Diventare cattolici non significa smettere di pensare, ma imparare a farlo”.
Gilbert K. Chesterton

domenica 13 novembre 2011

L'avarizia


Capitolo 7

L’avarizia

L’avarizia è la radice di tutti i mali e nutre come maligni ramoscelli le rimanenti passioni e non permette che inaridiscano quelle fiorite da essa. Chi vuole recidere le passioni ne estirpi la radice; se infatti poti per bene i rami e l’avarizia permane, non ti gioverà a nulla, perché essi, nonostante siano stati recisi, subito fioriscono. Il ricco monaco è come una nave troppo carica che viene sommersa dall’impeto di un fortunale: come infatti una nave che imbarca acqua è messa alla prova da ogni onda, così il ricco è sommerso dalle preoccupazioni.
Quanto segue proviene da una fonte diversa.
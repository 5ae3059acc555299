use std::path::{Path, PathBuf};
use std::time::Instant;

use anyhow::{bail, Context, Result};
use clap::{Parser, Subcommand};

use packpatch::fsload;
use packpatch::{
    apply, compile, diff, ByteStore, Digest, Drift, FsStore, GovernanceRecord, PatchDocument,
    Snapshot,
};

const GOVERNANCE_KEY: &str = "governance.json";
const LOCKED_BYTES_KEY: &str = "locked.zip";

#[derive(Parser)]
#[command(name = "packpatch", about = "Deterministic pack diff/patch/lock tool")]
struct Cli {
    #[command(subcommand)]
    command: Commands,
}

#[derive(Subcommand)]
enum Commands {
    /// Build a deterministic pack archive from a directory
    Pack {
        /// Directory to snapshot
        #[arg(long)]
        dir: PathBuf,
        /// Project identifier recorded in the manifest
        #[arg(long, default_value = "pack")]
        project_id: String,
        /// Output path for the archive
        #[arg(long, short)]
        output: PathBuf,
    },
    /// Diff a base against a proposal and optionally compile a patch document
    Diff {
        /// Base: a directory or a pack archive
        #[arg(long)]
        base: PathBuf,
        /// Proposal: a directory or a pack archive
        #[arg(long)]
        proposal: PathBuf,
        /// Project identifier for sides loaded from directories
        #[arg(long, default_value = "pack")]
        project_id: String,
        /// Write a compiled patch document to this path
        #[arg(long)]
        patch: Option<PathBuf>,
        /// Summary recorded in the patch document
        #[arg(long, default_value = "")]
        summary: String,
    },
    /// Apply a patch document to a base archive
    Apply {
        /// Base pack archive
        #[arg(long)]
        base: PathBuf,
        /// Patch document (JSON)
        #[arg(long, short)]
        patch: PathBuf,
        /// Output path for the patched archive
        #[arg(long, short)]
        output: PathBuf,
    },
    /// Lock an archive as truth, recording provenance
    Lock {
        /// Archive to lock
        #[arg(long)]
        archive: PathBuf,
        /// Per-project state directory
        #[arg(long)]
        state: PathBuf,
        /// Archive the locked one was derived from (defaults to the archive itself)
        #[arg(long)]
        base_zip: Option<PathBuf>,
    },
    /// Unlock the project (the lock record stays as history)
    Unlock {
        /// Per-project state directory
        #[arg(long)]
        state: PathBuf,
    },
    /// Check the archive against the last lock record
    Drift {
        /// Currently stored archive
        #[arg(long)]
        archive: PathBuf,
        /// Per-project state directory
        #[arg(long)]
        state: PathBuf,
    },
}

/// Load one diff side: a pack archive if the path is a file, otherwise a
/// directory tree.
fn load_side(path: &Path, project_id: &str) -> Result<Snapshot> {
    if path.is_file() {
        let bytes = std::fs::read(path)
            .with_context(|| format!("Failed to read archive: {}", path.display()))?;
        Ok(Snapshot::parse(&bytes)?)
    } else {
        let files = fsload::load_tree(path)?;
        Ok(Snapshot::from_files(project_id, files)?)
    }
}

fn load_governance(store: &FsStore) -> Result<GovernanceRecord> {
    match store.get(GOVERNANCE_KEY)? {
        Some(bytes) => Ok(GovernanceRecord::from_json(&bytes)?),
        None => Ok(GovernanceRecord::new()),
    }
}

fn save_governance(store: &mut FsStore, record: &GovernanceRecord) -> Result<()> {
    store
        .set(GOVERNANCE_KEY, record.to_json().as_bytes())
        .context("Failed to persist governance record")
}

#[tokio::main]
async fn main() -> anyhow::Result<()> {
    tracing_subscriber::fmt()
        .with_env_filter(tracing_subscriber::EnvFilter::from_default_env())
        .init();

    let cli = Cli::parse();

    match cli.command {
        Commands::Pack {
            dir,
            project_id,
            output,
        } => {
            println!("Packing...");
            println!("  Dir: {}", dir.display());
            println!("  Output: {}", output.display());

            let start = Instant::now();
            let files = fsload::load_tree(&dir)?;
            let snapshot = Snapshot::from_files(&project_id, files)?;
            let bytes = snapshot.to_archive_bytes()?;
            std::fs::write(&output, &bytes)
                .with_context(|| format!("Failed to write archive: {}", output.display()))?;
            let elapsed = start.elapsed();

            println!("\nPack created!");
            println!("  Files: {}", snapshot.len());
            println!("  Pack hash: {}", snapshot.pack_hash());
            println!("  Archive hash: {}", Digest::of(&bytes));
            println!("  Time elapsed: {:.3}s", elapsed.as_secs_f64());
        }
        Commands::Diff {
            base,
            proposal,
            project_id,
            patch,
            summary,
        } => {
            let start = Instant::now();

            // Load both sides concurrently
            let base_path = base.clone();
            let proposal_path = proposal.clone();
            let base_id = project_id.clone();
            let proposal_id = project_id.clone();
            let (base_snap, proposal_snap) = tokio::try_join!(
                tokio::task::spawn_blocking(move || load_side(&base_path, &base_id)),
                tokio::task::spawn_blocking(move || load_side(&proposal_path, &proposal_id)),
            )?;
            let base_snap = base_snap?;
            let proposal_snap = proposal_snap?;

            let report = diff(&base_snap, &proposal_snap);
            let elapsed = start.elapsed();

            print!("{}", report.full_patch_text);
            println!();
            println!(
                "  {} added, {} removed, {} modified, {} unchanged",
                report.stats.added,
                report.stats.removed,
                report.stats.modified,
                report.stats.unchanged
            );
            println!("  Time elapsed: {:.3}s", elapsed.as_secs_f64());

            if let Some(patch_path) = patch {
                let doc = compile(&base_snap, &proposal_snap, &report, &summary);
                std::fs::write(&patch_path, doc.to_json()).with_context(|| {
                    format!("Failed to write patch document: {}", patch_path.display())
                })?;
                println!("  Patch document: {}", patch_path.display());
            }
        }
        Commands::Apply {
            base,
            patch,
            output,
        } => {
            println!("Applying patch...");
            println!("  Base: {}", base.display());
            println!("  Patch: {}", patch.display());

            let start = Instant::now();
            let base_bytes = std::fs::read(&base)
                .with_context(|| format!("Failed to read base archive: {}", base.display()))?;
            let base_snap = Snapshot::parse(&base_bytes)?;
            let patch_bytes = std::fs::read(&patch)
                .with_context(|| format!("Failed to read patch document: {}", patch.display()))?;
            let doc = PatchDocument::from_json(&patch_bytes)?;

            match apply(&base_snap, &doc) {
                Ok(next) => {
                    let bytes = next.to_archive_bytes()?;
                    std::fs::write(&output, &bytes).with_context(|| {
                        format!("Failed to write archive: {}", output.display())
                    })?;
                    let elapsed = start.elapsed();

                    println!("\nPatch applied!");
                    println!("  Ops: {}", doc.ops.len());
                    println!("  Pack hash: {}", next.pack_hash());
                    println!("  Output: {}", output.display());
                    println!("  Time elapsed: {:.3}s", elapsed.as_secs_f64());
                }
                Err(rejection) => {
                    eprintln!("\nPatch rejected; base left untouched.");
                    for failure in &rejection.failures {
                        eprintln!("  {failure}");
                    }
                    bail!("{} precondition failure(s)", rejection.failures.len());
                }
            }
        }
        Commands::Lock {
            archive,
            state,
            base_zip,
        } => {
            let bytes = std::fs::read(&archive)
                .with_context(|| format!("Failed to read archive: {}", archive.display()))?;
            let snapshot = Snapshot::parse(&bytes)?;
            // Truth gets the strict treatment.
            snapshot.validate_manifest(true)?;

            let base_zip_sha256 = match base_zip {
                Some(path) => {
                    let base_bytes = std::fs::read(&path).with_context(|| {
                        format!("Failed to read base archive: {}", path.display())
                    })?;
                    Digest::of(&base_bytes)
                }
                None => Digest::of(&bytes),
            };

            let mut store = FsStore::new(&state);
            let mut record = load_governance(&store)?;
            record.lock(&snapshot, &bytes, base_zip_sha256);
            store
                .set(LOCKED_BYTES_KEY, &bytes)
                .context("Failed to persist locked bytes")?;
            save_governance(&mut store, &record)?;

            println!("Locked.");
            println!("  Pack hash: {}", snapshot.pack_hash());
            println!("  State: {}", state.display());
        }
        Commands::Unlock { state } => {
            let mut store = FsStore::new(&state);
            let mut record = load_governance(&store)?;
            record.unlock();
            save_governance(&mut store, &record)?;
            println!("Unlocked. Lock history retained.");
        }
        Commands::Drift { archive, state } => {
            let bytes = std::fs::read(&archive)
                .with_context(|| format!("Failed to read archive: {}", archive.display()))?;
            let store = FsStore::new(&state);
            let record = load_governance(&store)?;

            match record.check_drift(&bytes)? {
                Drift::None => println!("No drift: archive matches the lock record."),
                Drift::Metadata { expected, actual } => {
                    println!("Metadata drift: content matches but the archive bytes differ.");
                    println!("  Recorded zip hash: {expected}");
                    println!("  Current zip hash:  {actual}");
                    println!("  Re-lock to refresh the recorded metadata.");
                }
                Drift::Content { expected, actual } => {
                    eprintln!("Content drift: the locked artifact changed after locking.");
                    eprintln!("  Recorded pack hash: {expected}");
                    eprintln!("  Current pack hash:  {actual}");
                    bail!("treat as real drift");
                }
            }
        }
    }

    Ok(())
}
Il monaco che nulla possiede è invece un agile viaggiatore e trova dimora ovunque. Egli è come l’aquila che vola in alto e scende giù a cercare cibo quando vi è costretta. È superiore ad ogni prova, se la ride del presente e si leva in alto allontanandosi dalle cose terrene e accompagnandosi a quelle celesti: infatti ha ali leggere mai appesantite dalle preoccupazioni. Sopraggiunge l’oppressione ed egli lascia il luogo senza dolore; la morte arriva e quegli se ne va con animo sereno: infatti l’anima non è stata legata da vincolo terreno di sorta.
Chi invece molto possiede soggiace alle preoccupazioni e, come il cane, è legato alla catena, e, se viene costretto ad andarsene, si porta dietro, come un grave peso e un’inutile afflizione, i ricordi delle sue ricchezze, è punto dalla tristezza e, quando ci pensa, soffre molto, ha perso le ricchezze e si tormenta nello scoramento. E se arriva la morte abbandona miseramente i suoi averi, rende l’anima, mentre l’occhio non tralascia gli affari; a malincuore viene trascinato via come uno schiavo fuggiasco, si separa dal corpo e non si separa dai suoi interessi: poiché la passione lo trattiene più di ciò che lo trascina via.

Capitolo 8

Il mare non si riempie mai del tutto pur ricevendo la gran massa d’acqua dei fiumi, allo stesso modo il desiderio di ricchezze dell’avaro non è mai sazio, egli le raddoppia e subito desidera quadruplicarle e non cessa mai questo raddoppio, finché la morte non mette fine a tale interminabile premura. Il monaco assennato baderà alle necessità del corpo e sopperirà con pane e acqua allo stomaco indigente, non adulerà i ricchi per il piacere del ventre, né asservirà la sua libera mente a molti padroni: infatti le mani sono sempre sufficienti a servire il corpo e soddisfare le necessità naturali. Il monaco che non possiede nulla è un pugile che non può essere colpito in pieno e un corridore veloce che raggiunge rapidamente il premio dell’invito celeste. Il monaco ricco gioisce per i molti proventi, mentre quello che non ha nulla gode per i premi che gli vengono dalle cose ben riuscite. Il monaco avaro lavora duramente mentre quello che non possiede nulla usa il tempo per la preghiera e la lettura. Il monaco avaro riempie d’oro i penetrali, mentre quello che nulla possiede tesoreggia in cielo. Che sia maledetto colui che foggia l’idolo e lo nasconde, simile a colui che è affetto da avarizia: l’uno infatti si prostra di fronte al falso e all’inutile, l’altro porta in sé l’immagine della ricchezza, come un simulacro.